__Task to complete__.
The reply to the records below should contain exactly the lines from the line with "assert!(!local.resolve_conflicts(vec![broken]));" through the line with "let genesis_tx = chain.chain()[0].transactions[0].clone();", and nothing besides.

Records from a data collection
= = =

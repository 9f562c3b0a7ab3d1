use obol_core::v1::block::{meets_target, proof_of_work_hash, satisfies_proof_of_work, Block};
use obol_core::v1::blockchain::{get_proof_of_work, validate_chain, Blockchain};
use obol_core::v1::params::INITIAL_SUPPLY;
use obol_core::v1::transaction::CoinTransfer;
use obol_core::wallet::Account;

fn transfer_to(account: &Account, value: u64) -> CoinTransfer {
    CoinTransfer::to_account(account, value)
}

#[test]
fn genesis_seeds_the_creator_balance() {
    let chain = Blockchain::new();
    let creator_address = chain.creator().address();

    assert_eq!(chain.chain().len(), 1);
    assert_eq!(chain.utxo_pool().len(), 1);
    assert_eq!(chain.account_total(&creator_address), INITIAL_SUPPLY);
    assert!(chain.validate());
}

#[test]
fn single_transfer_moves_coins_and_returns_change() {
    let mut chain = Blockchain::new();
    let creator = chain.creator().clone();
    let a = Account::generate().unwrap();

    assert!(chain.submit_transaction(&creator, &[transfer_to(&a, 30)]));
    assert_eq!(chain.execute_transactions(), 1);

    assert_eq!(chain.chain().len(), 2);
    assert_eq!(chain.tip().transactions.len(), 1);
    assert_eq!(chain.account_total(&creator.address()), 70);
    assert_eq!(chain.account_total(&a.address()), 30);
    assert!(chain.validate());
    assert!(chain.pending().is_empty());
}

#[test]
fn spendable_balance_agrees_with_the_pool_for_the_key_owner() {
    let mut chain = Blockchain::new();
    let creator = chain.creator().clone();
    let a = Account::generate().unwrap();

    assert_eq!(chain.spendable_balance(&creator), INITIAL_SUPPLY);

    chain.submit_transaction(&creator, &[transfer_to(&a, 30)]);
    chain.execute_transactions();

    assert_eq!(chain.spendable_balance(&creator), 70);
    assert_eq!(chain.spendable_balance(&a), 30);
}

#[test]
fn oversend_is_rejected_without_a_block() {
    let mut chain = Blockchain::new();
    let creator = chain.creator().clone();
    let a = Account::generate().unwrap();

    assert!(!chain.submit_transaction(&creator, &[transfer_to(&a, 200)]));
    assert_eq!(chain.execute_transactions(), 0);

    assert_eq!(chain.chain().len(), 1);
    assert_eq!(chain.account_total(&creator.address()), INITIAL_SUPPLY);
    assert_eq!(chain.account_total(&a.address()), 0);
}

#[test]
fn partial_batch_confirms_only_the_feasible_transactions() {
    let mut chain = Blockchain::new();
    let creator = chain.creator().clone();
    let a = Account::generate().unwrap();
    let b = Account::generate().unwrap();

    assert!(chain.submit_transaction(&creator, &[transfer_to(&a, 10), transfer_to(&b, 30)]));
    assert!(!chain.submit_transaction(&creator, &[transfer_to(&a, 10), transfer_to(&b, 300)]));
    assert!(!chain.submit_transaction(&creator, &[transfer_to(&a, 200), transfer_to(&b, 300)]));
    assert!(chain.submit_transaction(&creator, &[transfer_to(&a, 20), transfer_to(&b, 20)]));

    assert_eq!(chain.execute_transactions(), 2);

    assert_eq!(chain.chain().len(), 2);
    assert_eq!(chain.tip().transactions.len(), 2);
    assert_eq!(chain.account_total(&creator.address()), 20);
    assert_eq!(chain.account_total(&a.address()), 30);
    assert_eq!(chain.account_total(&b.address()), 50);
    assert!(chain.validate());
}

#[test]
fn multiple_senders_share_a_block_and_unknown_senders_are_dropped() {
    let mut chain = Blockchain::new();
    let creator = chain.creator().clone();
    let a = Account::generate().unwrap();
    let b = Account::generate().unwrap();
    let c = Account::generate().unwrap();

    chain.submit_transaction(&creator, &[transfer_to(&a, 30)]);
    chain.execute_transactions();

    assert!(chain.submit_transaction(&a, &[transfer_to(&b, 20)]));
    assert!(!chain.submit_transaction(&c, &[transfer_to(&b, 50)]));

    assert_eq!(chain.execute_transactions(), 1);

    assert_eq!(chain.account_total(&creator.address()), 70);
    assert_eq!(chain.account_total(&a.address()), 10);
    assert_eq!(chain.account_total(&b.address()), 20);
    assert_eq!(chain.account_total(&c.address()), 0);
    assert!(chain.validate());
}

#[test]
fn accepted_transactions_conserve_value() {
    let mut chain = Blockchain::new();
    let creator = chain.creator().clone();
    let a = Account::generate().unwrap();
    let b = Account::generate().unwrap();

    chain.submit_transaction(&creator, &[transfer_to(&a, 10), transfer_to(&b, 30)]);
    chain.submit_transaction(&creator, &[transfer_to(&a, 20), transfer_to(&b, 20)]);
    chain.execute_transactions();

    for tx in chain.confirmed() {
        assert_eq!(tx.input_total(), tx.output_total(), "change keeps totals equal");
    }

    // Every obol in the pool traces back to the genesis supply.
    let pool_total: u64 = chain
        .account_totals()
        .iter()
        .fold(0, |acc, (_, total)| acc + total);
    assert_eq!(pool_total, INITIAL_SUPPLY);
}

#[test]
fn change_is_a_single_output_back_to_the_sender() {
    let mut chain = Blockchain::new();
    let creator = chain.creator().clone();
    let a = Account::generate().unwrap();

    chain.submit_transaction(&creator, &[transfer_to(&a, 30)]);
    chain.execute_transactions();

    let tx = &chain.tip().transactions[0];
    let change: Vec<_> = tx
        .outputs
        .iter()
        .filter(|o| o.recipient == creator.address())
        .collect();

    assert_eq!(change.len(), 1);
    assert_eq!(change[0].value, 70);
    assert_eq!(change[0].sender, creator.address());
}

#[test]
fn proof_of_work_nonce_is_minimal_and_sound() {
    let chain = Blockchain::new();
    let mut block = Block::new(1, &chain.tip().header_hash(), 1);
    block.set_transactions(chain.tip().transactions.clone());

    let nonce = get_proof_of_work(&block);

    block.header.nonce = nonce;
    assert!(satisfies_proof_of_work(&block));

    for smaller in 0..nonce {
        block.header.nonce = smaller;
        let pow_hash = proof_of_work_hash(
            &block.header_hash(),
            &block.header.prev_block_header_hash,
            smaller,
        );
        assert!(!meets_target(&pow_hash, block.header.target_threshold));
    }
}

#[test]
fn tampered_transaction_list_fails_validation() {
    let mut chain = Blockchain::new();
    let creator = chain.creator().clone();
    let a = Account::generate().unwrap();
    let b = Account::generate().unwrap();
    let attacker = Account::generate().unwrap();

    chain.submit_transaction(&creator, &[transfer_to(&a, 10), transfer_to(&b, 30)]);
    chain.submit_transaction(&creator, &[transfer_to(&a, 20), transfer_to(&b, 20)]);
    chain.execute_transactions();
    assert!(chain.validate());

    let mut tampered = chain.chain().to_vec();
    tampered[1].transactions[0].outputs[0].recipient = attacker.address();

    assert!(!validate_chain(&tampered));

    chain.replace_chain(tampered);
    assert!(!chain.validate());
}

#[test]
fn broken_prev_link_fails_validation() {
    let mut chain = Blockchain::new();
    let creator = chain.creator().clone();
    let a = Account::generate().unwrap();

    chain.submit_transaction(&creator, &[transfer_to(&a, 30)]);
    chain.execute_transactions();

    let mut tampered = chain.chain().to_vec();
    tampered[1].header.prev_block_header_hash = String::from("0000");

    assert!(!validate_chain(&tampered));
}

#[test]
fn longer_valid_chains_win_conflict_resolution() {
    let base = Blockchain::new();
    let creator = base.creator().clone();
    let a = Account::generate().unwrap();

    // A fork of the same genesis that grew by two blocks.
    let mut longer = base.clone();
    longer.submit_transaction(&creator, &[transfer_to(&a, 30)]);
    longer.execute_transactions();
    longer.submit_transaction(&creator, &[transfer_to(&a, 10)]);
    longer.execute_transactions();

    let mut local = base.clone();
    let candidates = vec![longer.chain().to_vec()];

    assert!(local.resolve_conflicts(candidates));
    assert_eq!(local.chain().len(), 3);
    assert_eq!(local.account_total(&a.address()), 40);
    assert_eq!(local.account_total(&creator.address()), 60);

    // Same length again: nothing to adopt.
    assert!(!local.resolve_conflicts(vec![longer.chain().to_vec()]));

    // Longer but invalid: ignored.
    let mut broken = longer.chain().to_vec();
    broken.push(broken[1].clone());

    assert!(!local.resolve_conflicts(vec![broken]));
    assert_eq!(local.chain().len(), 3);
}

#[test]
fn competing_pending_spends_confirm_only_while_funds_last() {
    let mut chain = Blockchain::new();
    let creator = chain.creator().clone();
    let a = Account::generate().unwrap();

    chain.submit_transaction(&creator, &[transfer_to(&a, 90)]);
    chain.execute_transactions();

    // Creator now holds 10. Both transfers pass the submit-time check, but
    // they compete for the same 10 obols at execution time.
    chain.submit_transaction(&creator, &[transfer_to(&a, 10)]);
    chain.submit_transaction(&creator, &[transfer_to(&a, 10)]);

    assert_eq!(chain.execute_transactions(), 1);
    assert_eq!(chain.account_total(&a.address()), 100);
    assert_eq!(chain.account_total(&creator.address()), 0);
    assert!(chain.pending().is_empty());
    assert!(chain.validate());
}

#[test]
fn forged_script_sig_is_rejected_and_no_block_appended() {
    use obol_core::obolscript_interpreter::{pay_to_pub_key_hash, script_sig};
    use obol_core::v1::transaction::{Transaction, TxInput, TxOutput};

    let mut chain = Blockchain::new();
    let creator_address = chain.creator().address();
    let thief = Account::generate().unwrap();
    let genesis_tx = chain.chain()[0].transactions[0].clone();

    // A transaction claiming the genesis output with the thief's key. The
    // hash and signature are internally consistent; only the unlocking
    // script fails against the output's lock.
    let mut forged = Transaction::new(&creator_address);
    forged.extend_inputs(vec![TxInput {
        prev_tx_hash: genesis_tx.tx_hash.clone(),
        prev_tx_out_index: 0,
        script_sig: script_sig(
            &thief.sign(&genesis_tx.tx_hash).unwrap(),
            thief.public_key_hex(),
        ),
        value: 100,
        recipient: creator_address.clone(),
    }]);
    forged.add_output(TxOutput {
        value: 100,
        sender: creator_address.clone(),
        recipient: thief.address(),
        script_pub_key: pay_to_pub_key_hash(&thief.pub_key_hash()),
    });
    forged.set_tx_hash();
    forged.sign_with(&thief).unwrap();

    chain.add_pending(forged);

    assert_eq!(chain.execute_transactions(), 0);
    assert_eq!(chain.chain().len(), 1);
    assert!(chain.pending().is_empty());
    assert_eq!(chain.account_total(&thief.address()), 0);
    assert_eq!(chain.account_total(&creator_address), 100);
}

= = =

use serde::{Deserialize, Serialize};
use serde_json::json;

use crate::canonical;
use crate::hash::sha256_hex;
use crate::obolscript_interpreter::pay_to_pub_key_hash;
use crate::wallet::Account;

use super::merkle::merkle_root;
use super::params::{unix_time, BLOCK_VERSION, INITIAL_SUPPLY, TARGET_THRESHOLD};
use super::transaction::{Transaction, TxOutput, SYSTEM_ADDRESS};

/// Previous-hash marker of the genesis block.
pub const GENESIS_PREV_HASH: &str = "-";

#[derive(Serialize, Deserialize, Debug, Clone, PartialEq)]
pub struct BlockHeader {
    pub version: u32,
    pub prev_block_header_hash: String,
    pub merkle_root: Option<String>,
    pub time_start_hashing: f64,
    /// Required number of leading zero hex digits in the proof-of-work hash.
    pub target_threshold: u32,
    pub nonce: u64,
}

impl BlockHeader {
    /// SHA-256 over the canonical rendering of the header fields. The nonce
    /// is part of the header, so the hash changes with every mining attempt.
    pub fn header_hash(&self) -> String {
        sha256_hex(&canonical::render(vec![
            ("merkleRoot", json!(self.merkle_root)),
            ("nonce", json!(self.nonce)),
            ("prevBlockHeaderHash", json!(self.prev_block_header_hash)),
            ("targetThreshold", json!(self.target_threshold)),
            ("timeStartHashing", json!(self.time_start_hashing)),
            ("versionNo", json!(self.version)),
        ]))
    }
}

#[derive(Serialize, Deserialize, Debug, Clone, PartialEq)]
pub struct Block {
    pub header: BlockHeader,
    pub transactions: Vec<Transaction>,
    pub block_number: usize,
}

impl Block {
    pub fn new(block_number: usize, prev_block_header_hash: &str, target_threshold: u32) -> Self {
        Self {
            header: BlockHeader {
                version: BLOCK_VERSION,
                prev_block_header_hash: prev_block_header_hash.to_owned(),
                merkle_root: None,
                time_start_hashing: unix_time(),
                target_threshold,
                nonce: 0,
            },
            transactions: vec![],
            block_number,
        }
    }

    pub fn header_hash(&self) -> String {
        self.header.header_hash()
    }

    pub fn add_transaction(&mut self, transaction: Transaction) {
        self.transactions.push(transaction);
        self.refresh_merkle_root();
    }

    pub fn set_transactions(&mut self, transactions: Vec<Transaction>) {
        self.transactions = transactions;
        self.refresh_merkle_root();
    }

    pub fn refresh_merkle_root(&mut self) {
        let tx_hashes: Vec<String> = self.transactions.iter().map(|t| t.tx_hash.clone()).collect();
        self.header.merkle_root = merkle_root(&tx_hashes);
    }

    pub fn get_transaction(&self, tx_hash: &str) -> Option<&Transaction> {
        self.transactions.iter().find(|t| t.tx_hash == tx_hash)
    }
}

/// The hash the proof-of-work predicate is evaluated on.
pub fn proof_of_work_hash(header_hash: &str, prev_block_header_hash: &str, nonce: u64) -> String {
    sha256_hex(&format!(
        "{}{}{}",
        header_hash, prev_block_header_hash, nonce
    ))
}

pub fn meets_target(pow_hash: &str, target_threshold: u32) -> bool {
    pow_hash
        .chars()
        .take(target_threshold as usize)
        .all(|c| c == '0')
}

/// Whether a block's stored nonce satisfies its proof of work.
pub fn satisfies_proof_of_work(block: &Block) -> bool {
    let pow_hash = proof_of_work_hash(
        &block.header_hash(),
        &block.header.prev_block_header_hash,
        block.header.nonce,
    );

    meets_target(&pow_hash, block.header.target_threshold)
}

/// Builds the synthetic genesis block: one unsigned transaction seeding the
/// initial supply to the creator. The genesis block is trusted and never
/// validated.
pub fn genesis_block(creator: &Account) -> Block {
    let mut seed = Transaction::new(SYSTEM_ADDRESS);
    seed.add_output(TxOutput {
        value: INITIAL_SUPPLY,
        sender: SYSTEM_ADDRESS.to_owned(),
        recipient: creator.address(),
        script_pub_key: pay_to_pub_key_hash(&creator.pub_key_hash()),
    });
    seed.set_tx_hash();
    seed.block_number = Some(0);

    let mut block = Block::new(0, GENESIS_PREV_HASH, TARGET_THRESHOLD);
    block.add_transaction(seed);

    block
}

= = =

__Task response__.
    assert!(!local.resolve_conflicts(vec![broken]));
    assert_eq!(local.chain().len(), 3);
}

#[test]
fn competing_pending_spends_confirm_only_while_funds_last() {
    let mut chain = Blockchain::new();
    let creator = chain.creator().clone();
    let a = Account::generate().unwrap();

    chain.submit_transaction(&creator, &[transfer_to(&a, 90)]);
    chain.execute_transactions();

    // Creator now holds 10. Both transfers pass the submit-time check, but
    // they compete for the same 10 obols at execution time.
    chain.submit_transaction(&creator, &[transfer_to(&a, 10)]);
    chain.submit_transaction(&creator, &[transfer_to(&a, 10)]);

    assert_eq!(chain.execute_transactions(), 1);
    assert_eq!(chain.account_total(&a.address()), 100);
    assert_eq!(chain.account_total(&creator.address()), 0);
    assert!(chain.pending().is_empty());
    assert!(chain.validate());
}

#[test]
fn forged_script_sig_is_rejected_and_no_block_appended() {
    use obol_core::obolscript_interpreter::{pay_to_pub_key_hash, script_sig};
    use obol_core::v1::transaction::{Transaction, TxInput, TxOutput};

    let mut chain = Blockchain::new();
    let creator_address = chain.creator().address();
    let thief = Account::generate().unwrap();
    let genesis_tx = chain.chain()[0].transactions[0].clone();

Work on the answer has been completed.